* [EXERCISE PROMPT]: Look through the entries below and show every line containing the word "struct".

* [Stored dataset items]:
= = = = =

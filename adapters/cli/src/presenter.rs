use gift_hunt_core::{AssetRef, DisplayWindow, GiftId, GiftPlacement};
use gift_hunt_presentation::{Presenter, RecordingPresenter};
use gift_hunt_system_confirmation::{ControlLayout, ListenerId, ModalMode, Rect};

/// Presenter that logs every intent it receives.
///
/// Modal layout is tracked by an inner [`RecordingPresenter`] so control
/// bounds follow the terminal's notion of the viewport.
#[derive(Debug)]
pub(crate) struct LoggingPresenter {
    surface: RecordingPresenter,
}

impl LoggingPresenter {
    #[must_use]
    pub(crate) fn new(viewport: (f32, f32), modal_size: (f32, f32)) -> Self {
        Self {
            surface: RecordingPresenter::new(viewport, modal_size),
        }
    }

    pub(crate) fn resize(&mut self, viewport: (f32, f32)) {
        log::info!("viewport resized to {}x{}", viewport.0, viewport.1);
        self.surface.resize(viewport);
    }

    /// Gifts currently in the scene.
    #[must_use]
    pub(crate) fn gifts(&self) -> &[GiftId] {
        self.surface.gifts()
    }
}

impl Presenter for LoggingPresenter {
    fn show_modal(&mut self, image: &AssetRef, mode: ModalMode) {
        log::info!("overlay: show {:?} modal {}", mode, image.as_str());
        self.surface.show_modal(image, mode);
    }

    fn layout_controls(&mut self, layout: ControlLayout) {
        log::debug!(
            "overlay: accept at ({:.0}, {:.0}), decline at ({:.0}, {:.0}), size {:.0}",
            layout.accept.left,
            layout.accept.top,
            layout.decline.left,
            layout.decline.top,
            layout.accept.width
        );
        self.surface.layout_controls(layout);
    }

    fn dismiss_modal(&mut self) {
        log::info!("overlay: dismiss");
        self.surface.dismiss_modal();
    }

    fn subscribe_resize(&mut self, listener: ListenerId) {
        log::debug!("overlay: resize listener {} subscribed", listener.get());
        self.surface.subscribe_resize(listener);
    }

    fn release_resize(&mut self, listener: ListenerId) {
        log::debug!("overlay: resize listener {} released", listener.get());
        self.surface.release_resize(listener);
    }

    fn modal_bounds(&self) -> Option<Rect> {
        self.surface.modal_bounds()
    }

    fn show_media(&mut self, asset: &AssetRef, window: DisplayWindow) {
        log::info!("media: show {} ({:?})", asset.as_str(), window);
        self.surface.show_media(asset, window);
    }

    fn hide_media(&mut self) {
        log::info!("media: hide");
        self.surface.hide_media();
    }

    fn place_gift(&mut self, placement: GiftPlacement) {
        log::info!(
            "scene: gift {} placed on {} at ({:.0}, {:.0}, {:.0})",
            placement.id.get(),
            placement.place.as_str(),
            placement.anchor.x,
            placement.anchor.y,
            placement.anchor.z
        );
        self.surface.place_gift(placement);
    }

    fn remove_gift(&mut self, gift: GiftId) {
        log::info!("scene: gift {} removed", gift.get());
        self.surface.remove_gift(gift);
    }
}
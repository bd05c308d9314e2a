use gift_hunt_system_picker::{Aabb, SceneNode};
use glam::Vec3;

fn block(center: [f32; 3], size: [f32; 3]) -> Aabb {
    Aabb::from_center_size(Vec3::from_array(center), Vec3::from_array(size))
}

/// Box-bounded stand-in for the living room model.
///
/// Object names follow the room model's naming so the classifier treats them
/// the same way. Seen from the default camera at 1280x720, the objects' centres
/// land at roughly: sofa (936, 426), tree (532, 330), star (527, 229),
/// window (123, 318), letter (774, 235), plain back wall (919, 257), and the
/// floor is exposed around (270, 694).
#[must_use]
pub(crate) fn scene() -> SceneNode {
    SceneNode::group(
        "group_0",
        vec![
            SceneNode::mesh("Ground", block([0.0, -5.0, 300.0], [1_600.0, 10.0, 1_600.0])),
            SceneNode::group(
                "couch",
                vec![SceneNode::mesh(
                    "sofa_seat",
                    block([600.0, 75.0, 235.0], [240.0, 150.0, 120.0]),
                )],
            ),
            SceneNode::group(
                "tree_group",
                vec![
                    SceneNode::mesh(
                        "ChristmasTree_trunk",
                        block([-10.0, 140.0, 320.0], [140.0, 280.0, 140.0]),
                    ),
                    SceneNode::mesh(
                        "g_Star012_25",
                        block([-10.0, 300.0, 320.0], [40.0, 40.0, 40.0]),
                    ),
                ],
            ),
            SceneNode::mesh("window_pane", block([-400.0, 200.0, 730.0], [10.0, 200.0, 260.0])),
            SceneNode::mesh("Wall__5_", block([-405.0, 200.0, 250.0], [10.0, 400.0, 400.0])),
            SceneNode::mesh("Wall__1_", block([150.0, 220.0, -300.0], [120.0, 160.0, 10.0])),
            SceneNode::mesh("Wall__3_", block([450.0, 200.0, -305.0], [300.0, 400.0, 10.0])),
        ],
    )
}

#[cfg(test)]
mod tests {
    use super::*;
    use gift_hunt_system_classifier::Classifier;

    #[test]
    fn every_named_object_classifies_as_intended() {
        let classifier = Classifier::default();
        let mut names = Vec::new();
        scene().walk(&mut |node| names.push(node.name().to_owned()));

        let interactable: Vec<_> = names
            .iter()
            .filter(|name| classifier.classify(name).interactable)
            .cloned()
            .collect();
        assert!(!interactable.contains(&"Wall__3_".to_owned()));
        assert!(!interactable.contains(&"couch".to_owned()));
        assert!(interactable.contains(&"sofa_seat".to_owned()));
        assert!(interactable.contains(&"Wall__1_".to_owned()));
    }
}
#![deny(
    unsafe_code,
    missing_docs,
    dead_code,
    unused_results,
    non_snake_case,
    unreachable_pub
)]

//! Shared presentation contracts for Gift Hunt adapters.
//!
//! The interaction engine never creates or removes overlay elements itself.
//! It emits overlay intents and media requests, and an adapter implementing
//! [`Presenter`] carries them out against whatever surface it controls.

use gift_hunt_core::{AssetRef, DisplayWindow, GiftId, GiftPlacement};
use gift_hunt_system_confirmation::{ControlLayout, ListenerId, ModalMode, OverlayIntent, Rect};
use gift_hunt_system_outcome::MediaRequest;

/// Presentation surface capable of showing Gift Hunt overlays and media.
pub trait Presenter {
    /// Shows a modal image, with controls when `mode` is [`ModalMode::Confirm`].
    fn show_modal(&mut self, image: &AssetRef, mode: ModalMode);

    /// Moves the prompt controls to the provided bounds.
    fn layout_controls(&mut self, layout: ControlLayout);

    /// Removes the modal image and its controls.
    fn dismiss_modal(&mut self);

    /// Starts forwarding viewport resizes for the open prompt.
    fn subscribe_resize(&mut self, listener: ListenerId);

    /// Stops forwarding viewport resizes for the listener.
    fn release_resize(&mut self, listener: ListenerId);

    /// Rendered bounding box of the modal image, once it has been laid out.
    fn modal_bounds(&self) -> Option<Rect>;

    /// Hides the scene and shows outcome media.
    fn show_media(&mut self, asset: &AssetRef, window: DisplayWindow);

    /// Removes outcome media and shows the scene again.
    fn hide_media(&mut self);

    /// Adds the gift model to the scene at the placement's anchor.
    fn place_gift(&mut self, placement: GiftPlacement);

    /// Removes a previously placed gift model from the scene.
    fn remove_gift(&mut self, gift: GiftId);
}

/// Carries out an overlay intent on the presenter.
pub fn apply_overlay<P: Presenter + ?Sized>(presenter: &mut P, intent: OverlayIntent) {
    match intent {
        OverlayIntent::ShowModal { image, mode } => presenter.show_modal(&image, mode),
        OverlayIntent::LayoutControls { layout } => presenter.layout_controls(layout),
        OverlayIntent::DismissModal => presenter.dismiss_modal(),
        OverlayIntent::SubscribeResize { listener } => presenter.subscribe_resize(listener),
        OverlayIntent::ReleaseResize { listener } => presenter.release_resize(listener),
    }
}

/// Carries out a media request on the presenter.
pub fn apply_media<P: Presenter + ?Sized>(presenter: &mut P, request: MediaRequest) {
    match request {
        MediaRequest::Show { asset, window } => presenter.show_media(&asset, window),
        MediaRequest::Hide => presenter.hide_media(),
    }
}

/// Presenter call captured by [`RecordingPresenter`].
#[derive(Clone, Debug, PartialEq)]
pub enum PresentationCall {
    /// [`Presenter::show_modal`] was invoked.
    ShowModal {
        /// Image requested.
        image: AssetRef,
        /// Modal mode requested.
        mode: ModalMode,
    },
    /// [`Presenter::layout_controls`] was invoked.
    LayoutControls {
        /// Bounds requested.
        layout: ControlLayout,
    },
    /// [`Presenter::dismiss_modal`] was invoked.
    DismissModal,
    /// [`Presenter::subscribe_resize`] was invoked.
    SubscribeResize {
        /// Listener subscribed.
        listener: ListenerId,
    },
    /// [`Presenter::release_resize`] was invoked.
    ReleaseResize {
        /// Listener released.
        listener: ListenerId,
    },
    /// [`Presenter::show_media`] was invoked.
    ShowMedia {
        /// Media requested.
        asset: AssetRef,
        /// Display window requested.
        window: DisplayWindow,
    },
    /// [`Presenter::hide_media`] was invoked.
    HideMedia,
    /// [`Presenter::place_gift`] was invoked.
    PlaceGift {
        /// Placement requested.
        placement: GiftPlacement,
    },
    /// [`Presenter::remove_gift`] was invoked.
    RemoveGift {
        /// Gift removed.
        gift: GiftId,
    },
}

/// Presenter that records every call and tracks the resulting surface state.
///
/// The modal image is laid out with a fixed intrinsic size inside the
/// configured viewport, mirroring how a browser would fit it.
#[derive(Clone, Debug)]
pub struct RecordingPresenter {
    calls: Vec<PresentationCall>,
    viewport: (f32, f32),
    image_size: (f32, f32),
    modal: Option<(ModalMode, Rect)>,
    listeners: Vec<ListenerId>,
    gifts: Vec<GiftId>,
    media_visible: bool,
}

impl RecordingPresenter {
    /// Creates a presenter for a viewport of the provided size.
    #[must_use]
    pub fn new(viewport: (f32, f32), image_size: (f32, f32)) -> Self {
        Self {
            calls: Vec::new(),
            viewport,
            image_size,
            modal: None,
            listeners: Vec::new(),
            gifts: Vec::new(),
            media_visible: false,
        }
    }

    /// Updates the viewport, refitting any open modal image.
    pub fn resize(&mut self, viewport: (f32, f32)) {
        self.viewport = viewport;
        if let Some((mode, _)) = self.modal {
            self.modal = Some((
                mode,
                gift_hunt_system_confirmation::fit_image(viewport, self.image_size, mode),
            ));
        }
    }

    /// Calls captured so far.
    #[must_use]
    pub fn calls(&self) -> &[PresentationCall] {
        &self.calls
    }

    /// Removes and returns the calls captured so far.
    pub fn take_calls(&mut self) -> Vec<PresentationCall> {
        std::mem::take(&mut self.calls)
    }

    /// Resize listeners currently subscribed.
    #[must_use]
    pub fn listeners(&self) -> &[ListenerId] {
        &self.listeners
    }

    /// Gifts currently present in the scene.
    #[must_use]
    pub fn gifts(&self) -> &[GiftId] {
        &self.gifts
    }

    /// Reports whether a modal image is open.
    #[must_use]
    pub const fn is_modal_open(&self) -> bool {
        self.modal.is_some()
    }

    /// Reports whether outcome media covers the scene.
    #[must_use]
    pub const fn is_media_visible(&self) -> bool {
        self.media_visible
    }
}

impl Presenter for RecordingPresenter {
    fn show_modal(&mut self, image: &AssetRef, mode: ModalMode) {
        self.modal = Some((
            mode,
            gift_hunt_system_confirmation::fit_image(self.viewport, self.image_size, mode),
        ));
        self.calls.push(PresentationCall::ShowModal {
            image: image.clone(),
            mode,
        });
    }

    fn layout_controls(&mut self, layout: ControlLayout) {
        self.calls.push(PresentationCall::LayoutControls { layout });
    }

    fn dismiss_modal(&mut self) {
        self.modal = None;
        self.calls.push(PresentationCall::DismissModal);
    }

    fn subscribe_resize(&mut self, listener: ListenerId) {
        self.listeners.push(listener);
        self.calls.push(PresentationCall::SubscribeResize { listener });
    }

    fn release_resize(&mut self, listener: ListenerId) {
        self.listeners.retain(|held| *held != listener);
        self.calls.push(PresentationCall::ReleaseResize { listener });
    }

    fn modal_bounds(&self) -> Option<Rect> {
        self.modal.map(|(_, bounds)| bounds)
    }

    fn show_media(&mut self, asset: &AssetRef, window: DisplayWindow) {
        self.media_visible = true;
        self.calls.push(PresentationCall::ShowMedia {
            asset: asset.clone(),
            window,
        });
    }

    fn hide_media(&mut self) {
        self.media_visible = false;
        self.calls.push(PresentationCall::HideMedia);
    }

    fn place_gift(&mut self, placement: GiftPlacement) {
        self.gifts.push(placement.id);
        self.calls.push(PresentationCall::PlaceGift { placement });
    }

    fn remove_gift(&mut self, gift: GiftId) {
        self.gifts.retain(|held| *held != gift);
        self.calls.push(PresentationCall::RemoveGift { gift });
    }
}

= = = = =

* [SOLUTION FOR THIS PROBLEM]:
pub(crate) struct LoggingPresenter {
pub struct RecordingPresenter {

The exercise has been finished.